TASK GOAL
How many lines in the records below contain the word "TeraContext"? Give only the number.

---+---

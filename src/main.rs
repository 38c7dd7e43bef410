// src/main.rs

use tc_devtools::{cli, logging, run};

fn main() {
    if let Err(err) = run_main() {
        eprintln!("modulegen error: {err:?}");
        std::process::exit(1);
    }
}

fn run_main() -> anyhow::Result<()> {
    let args = cli::parse();
    logging::init_logging(args.log_level)?;
    run(args)
}
// src/generate/render.rs

//! Template rendering for the scaffolded crate and docs files.

use std::fs;
use std::path::{Path, PathBuf};

use serde::Serialize;
use tera::{Context as TeraContext, Tera};
use tracing::debug;

use crate::errors::Result;
use crate::generate::module::ModuleSpec;
use crate::generate::ProjectContext;

const CARGO_TOML_TEMPLATE: &str = include_str!("../../templates/cargo.toml.tera");
const LIB_RS_TEMPLATE: &str = include_str!("../../templates/lib.rs.tera");
const TEST_RS_TEMPLATE: &str = include_str!("../../templates/test.rs.tera");
const DOCS_MD_TEMPLATE: &str = include_str!("../../templates/docs.md.tera");

/// Values interpolated into every scaffold template.
#[derive(Debug, Serialize)]
struct TemplateValues {
    lower: String,
    title: String,
    container_type: String,
    kind: String,
    parent_dir: String,
    image: String,
    image_name: String,
    image_tag: String,
    library_version: String,
    publish: bool,
}

impl TemplateValues {
    fn from_spec(spec: &ModuleSpec) -> Self {
        // A colon inside the last path segment separates the tag; one in a
        // registry host:port prefix does not.
        let (image_name, image_tag) = match spec.image.rsplit_once(':') {
            Some((name, tag)) if !tag.contains('/') => (name.to_string(), tag.to_string()),
            _ => (spec.image.clone(), "latest".to_string()),
        };

        Self {
            lower: spec.lower(),
            title: spec.title(),
            container_type: spec.container_type(),
            kind: spec.kind().to_string(),
            parent_dir: spec.parent_dir().to_string(),
            image: spec.image.clone(),
            image_name,
            image_tag,
            library_version: spec.library_version.clone(),
            publish: spec.is_module,
        }
    }
}

/// Render all scaffold files for `spec` under the project root, returning
/// the created paths: the crate's `Cargo.toml`, `src/lib.rs` and
/// integration test, plus the docs page.
pub fn scaffold(ctx: &ProjectContext, spec: &ModuleSpec) -> Result<Vec<PathBuf>> {
    let values = TemplateValues::from_spec(spec);
    let context = TeraContext::from_serialize(&values)?;

    let crate_dir = ctx.root_dir().join(spec.parent_dir()).join(spec.lower());
    let docs_file = ctx
        .docs_dir()
        .join(spec.parent_dir())
        .join(format!("{}.md", spec.lower()));

    let files = [
        (crate_dir.join("Cargo.toml"), CARGO_TOML_TEMPLATE),
        (crate_dir.join("src").join("lib.rs"), LIB_RS_TEMPLATE),
        (
            crate_dir.join("tests").join(format!("{}.rs", spec.lower())),
            TEST_RS_TEMPLATE,
        ),
        (docs_file, DOCS_MD_TEMPLATE),
    ];

    let mut created = Vec::new();
    for (path, template) in files {
        let rendered = Tera::one_off(template, &context, false)?;
        write_file(&path, &rendered)?;
        debug!(path = %path.display(), "rendered scaffold file");
        created.push(path);
    }
    Ok(created)
}

fn write_file(path: &Path, contents: &str) -> Result<()> {
    if let Some(parent) = path.parent() {
        fs::create_dir_all(parent)?;
    }
    fs::write(path, contents)?;
    Ok(())
}

#[cfg(test)]
mod tests {
    use super::*;

    fn spec() -> ModuleSpec {
        ModuleSpec {
            name: "Redis".to_string(),
            title_name: None,
            image: "redis:7-alpine".to_string(),
            is_module: true,
            library_version: "0.22.0".to_string(),
        }
    }

    #[test]
    fn image_splits_into_name_and_tag() {
        let values = TemplateValues::from_spec(&spec());
        assert_eq!(values.image_name, "redis");
        assert_eq!(values.image_tag, "7-alpine");
    }

    #[test]
    fn untagged_image_defaults_to_latest() {
        let mut s = spec();
        s.image = "redis".to_string();
        let values = TemplateValues::from_spec(&s);
        assert_eq!(values.image_name, "redis");
        assert_eq!(values.image_tag, "latest");
    }

    #[test]
    fn registry_port_is_not_a_tag() {
        let mut s = spec();
        s.image = "localhost:5000/redis".to_string();
        let values = TemplateValues::from_spec(&s);
        assert_eq!(values.image_name, "localhost:5000/redis");
        assert_eq!(values.image_tag, "latest");
    }
}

---+---

TASK OUTPUT
2